Problem description
In the data below, which lines contain "ChartInputs"? List them by copying each one.

Data

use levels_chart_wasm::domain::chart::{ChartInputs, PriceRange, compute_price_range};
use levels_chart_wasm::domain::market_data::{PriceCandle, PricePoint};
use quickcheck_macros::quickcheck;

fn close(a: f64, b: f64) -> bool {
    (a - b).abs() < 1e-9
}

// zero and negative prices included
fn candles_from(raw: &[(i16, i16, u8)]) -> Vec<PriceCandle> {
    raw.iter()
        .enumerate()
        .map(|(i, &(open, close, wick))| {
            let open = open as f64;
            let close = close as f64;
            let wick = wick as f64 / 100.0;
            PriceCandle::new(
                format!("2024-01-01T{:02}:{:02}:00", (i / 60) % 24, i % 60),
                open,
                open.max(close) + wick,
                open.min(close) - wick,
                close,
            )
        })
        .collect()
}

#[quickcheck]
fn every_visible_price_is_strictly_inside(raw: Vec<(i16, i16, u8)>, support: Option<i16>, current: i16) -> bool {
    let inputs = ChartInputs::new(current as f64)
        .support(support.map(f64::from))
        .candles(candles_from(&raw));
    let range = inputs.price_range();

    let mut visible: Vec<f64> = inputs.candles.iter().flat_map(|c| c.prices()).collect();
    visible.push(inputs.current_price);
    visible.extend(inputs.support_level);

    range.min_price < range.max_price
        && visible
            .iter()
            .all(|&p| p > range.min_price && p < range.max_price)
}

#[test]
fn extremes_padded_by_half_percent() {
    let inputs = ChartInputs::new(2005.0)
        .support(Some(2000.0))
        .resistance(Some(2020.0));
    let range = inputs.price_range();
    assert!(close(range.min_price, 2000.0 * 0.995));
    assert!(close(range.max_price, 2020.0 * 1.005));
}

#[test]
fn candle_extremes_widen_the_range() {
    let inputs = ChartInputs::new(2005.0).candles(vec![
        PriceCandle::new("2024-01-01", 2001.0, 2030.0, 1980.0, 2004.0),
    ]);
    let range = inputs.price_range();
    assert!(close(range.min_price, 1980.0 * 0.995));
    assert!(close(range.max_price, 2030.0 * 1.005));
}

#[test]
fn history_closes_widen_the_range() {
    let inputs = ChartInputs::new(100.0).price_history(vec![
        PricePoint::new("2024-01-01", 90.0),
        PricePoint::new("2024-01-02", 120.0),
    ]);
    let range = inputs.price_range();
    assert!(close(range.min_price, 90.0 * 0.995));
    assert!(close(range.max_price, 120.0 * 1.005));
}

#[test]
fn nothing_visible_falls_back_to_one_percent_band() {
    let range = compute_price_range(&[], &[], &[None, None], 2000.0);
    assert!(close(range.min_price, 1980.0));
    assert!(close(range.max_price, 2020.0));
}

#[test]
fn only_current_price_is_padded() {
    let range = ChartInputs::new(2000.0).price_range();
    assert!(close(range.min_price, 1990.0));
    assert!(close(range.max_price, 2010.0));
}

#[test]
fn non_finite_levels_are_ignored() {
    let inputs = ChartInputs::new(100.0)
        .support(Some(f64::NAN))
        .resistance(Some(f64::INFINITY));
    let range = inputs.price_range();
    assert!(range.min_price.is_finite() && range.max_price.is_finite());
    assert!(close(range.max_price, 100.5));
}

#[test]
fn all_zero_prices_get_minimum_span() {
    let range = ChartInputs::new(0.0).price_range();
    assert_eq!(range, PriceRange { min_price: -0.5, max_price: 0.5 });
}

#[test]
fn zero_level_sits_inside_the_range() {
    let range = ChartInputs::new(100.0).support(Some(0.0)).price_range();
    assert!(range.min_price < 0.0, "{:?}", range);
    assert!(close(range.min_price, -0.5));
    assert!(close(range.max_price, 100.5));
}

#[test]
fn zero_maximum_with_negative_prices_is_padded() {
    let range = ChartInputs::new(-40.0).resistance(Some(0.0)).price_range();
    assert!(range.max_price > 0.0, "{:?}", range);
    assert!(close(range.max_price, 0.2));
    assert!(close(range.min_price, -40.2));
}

Reply
use levels_chart_wasm::domain::chart::{ChartInputs, PriceRange, compute_price_range};
    let inputs = ChartInputs::new(current as f64)
    let inputs = ChartInputs::new(2005.0)
    let inputs = ChartInputs::new(2005.0).candles(vec![
    let inputs = ChartInputs::new(100.0).price_history(vec![
    let range = ChartInputs::new(2000.0).price_range();
    let inputs = ChartInputs::new(100.0)
    let range = ChartInputs::new(0.0).price_range();
    let range = ChartInputs::new(100.0).support(Some(0.0)).price_range();
    let range = ChartInputs::new(-40.0).resistance(Some(0.0)).price_range();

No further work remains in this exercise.